Pues bien, ese señor y varios compañeros de filas aparecen como beneficiarios de complementos económicos de diversa naturaleza desde su formación política, aumentos escandalosos mientras el poder adquisitivo y el empleo, tanto su cantidad como su calidad, caían en picado, así como abonos de servicios cuasiprivados que procuraban, de manera integral, facilitarles un nivel de vida sumamente privilegiado. Y, todo esto, financiado presuntamente a través de opacas donaciones en metálico por personas y entidades que, a vuelta de monetario correo, recibían respuesta en forma de concesiones arbitrarias. Así quizás ya suene más rotundo, más criminal, más para enfadarnos un poco e impedir, con la pasividad de una sociedad que no puede merecerse esto que tiene, que desde Génova a diversas huestes autonómicas puedan apostar por el mutismo como forma de defensa y desprecio a partes iguales.
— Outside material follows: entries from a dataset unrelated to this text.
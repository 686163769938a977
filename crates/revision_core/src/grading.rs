//! crates/revision_core/src/grading.rs
//!
//! The grading orchestrator. Runs after a submission is accepted, detached
//! from the submitting request: reserves credits, builds a deterministic
//! grading prompt, calls the completion gateway, validates the structured
//! output it claims to return, clamps scores, and persists the result. Any
//! failure between the gateway call and validation persists nothing and
//! leaves the session in `submitted`, so grading can be retried.

const GRADING_INSTRUCTIONS: &str = r#"You are an examiner marking a student's practice exam submission.

You will receive the exam questions, the student's submitted answers, an optional marking scheme, and the maximum attainable score.

Mark strictly and consistently:
- Award marks per question according to the marking scheme when one is provided.
- Without a marking scheme, award marks proportionally to how completely and correctly each question is answered.
- Never award more marks for a question than it is worth, and never a negative number.
- Quote the fragment of the student's answer each per-question judgement refers to.

Respond with ONLY a JSON object in exactly this shape, and no other text:

{
  "overall_score": <number>,
  "max_score": <number>,
  "feedback": "<two or three sentences of overall feedback>",
  "questions": [
    {
      "question_number": "<display number, e.g. \"2a\">",
      "marks_awarded": <number>,
      "marks_possible": <number>,
      "feedback": "<one or two sentences>",
      "student_answer": "<short quote from the student's answer>"
    }
  ]
}

Every question in the paper must appear once in "questions", in order."#;

const GRADING_INPUT_TEMPLATE: &str = r#"QUESTIONS:
{questions}

STUDENT SUBMISSION:
{answer}

MARKING SCHEME:
{scheme}

MAXIMUM SCORE: {max_score}"#;

use std::sync::Arc;
use std::time::Instant;

use chrono::Utc;
use serde::Deserialize;
use tracing::{error, info, warn};
use uuid::Uuid;

use crate::domain::{
    GradingResult, MarkingScheme, MeteredAction, PracticeSession, PracticeSubmission,
    QuestionGrade, QuestionSource, SessionStatus, SubmissionContent,
};
use crate::error::PracticeError;
use crate::ledger::UsageLedger;
use crate::ports::{ChatMessage, CompletionRequest, CompletionService, RepositoryService, StatusUpdate};

/// Gateway call settings for grading runs. Temperature stays low: grading
/// favours consistency over creative variation.
#[derive(Debug, Clone)]
pub struct GradingSettings {
    pub temperature: f32,
    pub max_tokens: u32,
}

impl Default for GradingSettings {
    fn default() -> Self {
        Self {
            temperature: 0.1,
            max_tokens: 2000,
        }
    }
}

//=========================================================================================
// The Orchestrator
//=========================================================================================

pub struct GradingOrchestrator {
    repo: Arc<dyn RepositoryService>,
    gateway: Arc<dyn CompletionService>,
    ledger: UsageLedger,
    settings: GradingSettings,
}

impl GradingOrchestrator {
    pub fn new(
        repo: Arc<dyn RepositoryService>,
        gateway: Arc<dyn CompletionService>,
        ledger: UsageLedger,
        settings: GradingSettings,
    ) -> Self {
        Self {
            repo,
            gateway,
            ledger,
            settings,
        }
    }

    /// Grades one submission end to end.
    ///
    /// Safe to re-run against the same submission: an already-graded
    /// submission returns without charging or calling the gateway, which is
    /// the recovery path after a gateway failure.
    pub async fn grade(
        &self,
        session_id: Uuid,
        submission_id: Uuid,
    ) -> Result<(), PracticeError> {
        let started = Instant::now();

        let submission = self.repo.get_submission(submission_id).await?;
        if submission.grading.is_some() {
            info!(%submission_id, "Submission already graded; nothing to do.");
            return Ok(());
        }
        let session = self.repo.get_session(session_id, None).await?;
        let declared_max = session.questions.max_points();

        // 1. Reserve the grading cost before any external call.
        self.ledger
            .reserve(session.user_id, MeteredAction::GradeSubmission, Some(session_id))
            .await?;

        // 2-3. Build the deterministic prompt and call the gateway.
        let messages = build_grading_prompt(&session, &submission);
        let completion = self
            .gateway
            .complete(CompletionRequest {
                messages,
                temperature: self.settings.temperature,
                max_tokens: self.settings.max_tokens,
            })
            .await
            .map_err(|e| PracticeError::GatewayFailure(e.to_string()))?;

        // 4-5. Parse, validate, clamp. The raw text is logged on failure so
        // malformed gateway output can be diagnosed later.
        let parsed = match parse_grading_response(&completion.content, declared_max) {
            Ok(parsed) => parsed,
            Err(e) => {
                error!(%submission_id, raw = %completion.content, "Grading response rejected.");
                return Err(e);
            }
        };

        let result = GradingResult {
            overall_score: parsed.overall_score,
            max_score: parsed.max_score,
            feedback: parsed.feedback,
            questions: parsed.questions,
            graded_at: Utc::now(),
            processing_ms: started.elapsed().as_millis() as u64,
            total_tokens: completion.total_tokens,
        };

        // 6. Persist the result, then flip the session.
        self.repo
            .update_submission_grading(submission_id, result)
            .await?;
        match self
            .repo
            .update_session_status(
                session_id,
                SessionStatus::Submitted,
                SessionStatus::Graded,
                None,
            )
            .await?
        {
            StatusUpdate::Applied => {
                info!(%session_id, %submission_id, "Submission graded.");
                Ok(())
            }
            StatusUpdate::PreconditionFailed => Err(PracticeError::StorageConflict(session_id)),
        }
    }
}

//=========================================================================================
// Prompt Construction
//=========================================================================================

/// Builds the grading prompt: system rubric plus the serialized paper,
/// answer, scheme and declared maximum. Deterministic for a given session
/// and submission.
fn build_grading_prompt(
    session: &PracticeSession,
    submission: &PracticeSubmission,
) -> Vec<ChatMessage> {
    let questions = match &session.questions {
        QuestionSource::Inline { questions } => {
            serde_json::to_string_pretty(questions).unwrap_or_else(|_| "[]".to_string())
        }
        QuestionSource::Document { document_id } => {
            format!("(question paper from uploaded document {})", document_id)
        }
    };

    let answer = match &submission.content {
        SubmissionContent::Text { text } => text.clone(),
        SubmissionContent::Document { document_id } => {
            format!("(answers from uploaded document {})", document_id)
        }
    };

    let scheme = match &session.marking_scheme {
        Some(MarkingScheme::Inline { scheme }) => {
            serde_json::to_string_pretty(scheme).unwrap_or_else(|_| "null".to_string())
        }
        Some(MarkingScheme::Document { document_id }) => {
            format!("(marking scheme from uploaded document {})", document_id)
        }
        None => "(none provided)".to_string(),
    };

    let max_score = match session.questions.max_points() {
        Some(max) => format!("{}", max),
        None => "(as stated on the paper)".to_string(),
    };

    let input = GRADING_INPUT_TEMPLATE
        .replace("{questions}", &questions)
        .replace("{answer}", &answer)
        .replace("{scheme}", &scheme)
        .replace("{max_score}", &max_score);

    vec![
        ChatMessage::system(GRADING_INSTRUCTIONS),
        ChatMessage::user(input),
    ]
}

//=========================================================================================
// Response Parsing and Validation
//=========================================================================================

/// The raw shape the gateway must produce. `overall_score` and `questions`
/// are required; a response missing either is rejected rather than coerced.
#[derive(Debug, Deserialize)]
struct RawGradingResponse {
    overall_score: f64,
    max_score: Option<f64>,
    #[serde(default)]
    feedback: String,
    questions: Vec<RawQuestionGrade>,
}

#[derive(Debug, Deserialize)]
struct RawQuestionGrade {
    question_number: String,
    marks_awarded: f64,
    marks_possible: f64,
    #[serde(default)]
    feedback: String,
    #[serde(default)]
    student_answer: String,
}

/// A validated, clamped grading payload, not yet stamped with timing data.
#[derive(Debug)]
pub struct ParsedGrading {
    pub overall_score: f64,
    pub max_score: f64,
    pub feedback: String,
    pub questions: Vec<QuestionGrade>,
}

/// Extracts the first balanced JSON object from free text. The gateway is
/// not guaranteed to return only JSON; prose before or after the object is
/// tolerated. Braces inside string literals do not count towards balance.
pub fn extract_json_object(text: &str) -> Option<&str> {
    let start = text.find('{')?;
    let bytes = text.as_bytes();
    let mut depth = 0usize;
    let mut in_string = false;
    let mut escaped = false;

    for (offset, &b) in bytes[start..].iter().enumerate() {
        if in_string {
            if escaped {
                escaped = false;
            } else if b == b'\\' {
                escaped = true;
            } else if b == b'"' {
                in_string = false;
            }
            continue;
        }
        match b {
            b'"' => in_string = true,
            b'{' => depth += 1,
            b'}' => {
                depth -= 1;
                if depth == 0 {
                    return Some(&text[start..start + offset + 1]);
                }
            }
            _ => {}
        }
    }
    None
}

/// Parses the gateway's text into a validated grading payload.
///
/// `declared_max` is the maximum derived from the session's question set,
/// when derivable; the model's own `max_score` claim is only trusted when no
/// declared maximum exists. Scores are clamped because the external model is
/// untrusted to respect numeric bounds.
pub fn parse_grading_response(
    text: &str,
    declared_max: Option<f64>,
) -> Result<ParsedGrading, PracticeError> {
    let json = extract_json_object(text).ok_or_else(|| {
        PracticeError::GatewayFailure("response contained no JSON object".to_string())
    })?;

    let raw: RawGradingResponse = serde_json::from_str(json).map_err(|e| {
        PracticeError::GatewayFailure(format!("response failed schema validation: {}", e))
    })?;

    let max_score = declared_max.or(raw.max_score).unwrap_or(0.0);
    if max_score <= 0.0 {
        return Err(PracticeError::GatewayFailure(
            "response carried no usable max_score".to_string(),
        ));
    }

    let overall_score = raw.overall_score.clamp(0.0, max_score);
    if overall_score != raw.overall_score {
        warn!(
            reported = raw.overall_score,
            max_score, "Clamped out-of-bounds overall score."
        );
    }

    let questions = raw
        .questions
        .into_iter()
        .map(|q| {
            let possible = q.marks_possible.max(0.0);
            QuestionGrade {
                marks_awarded: q.marks_awarded.clamp(0.0, possible),
                marks_possible: possible,
                question_number: q.question_number,
                feedback: q.feedback,
                student_answer: q.student_answer,
            }
        })
        .collect();

    Ok(ParsedGrading {
        overall_score,
        max_score,
        feedback: raw.feedback,
        questions,
    })
}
El fumador de puros, el lector de prensa deportiva, aquel que afirma haber perdido poder adquisitivo entrando en política (¿Quién le rogó que, en su mocedad, lo hiciera? ¿Quién lo esperaba, quién lo apartó, en definitiva, de un registro de provincias?) parece ser que recibía cantidades en metálico ocultas en cajas de habanos. ¿Qué fue, entonces, antes? ¿El hábito de fumar o el de trincar? Curioso recipiente para recepcionar algo que se entiende legítimo. Nos huele a chamusquina, tal vez porque las brasas vuelven a prender nuestra paciencia.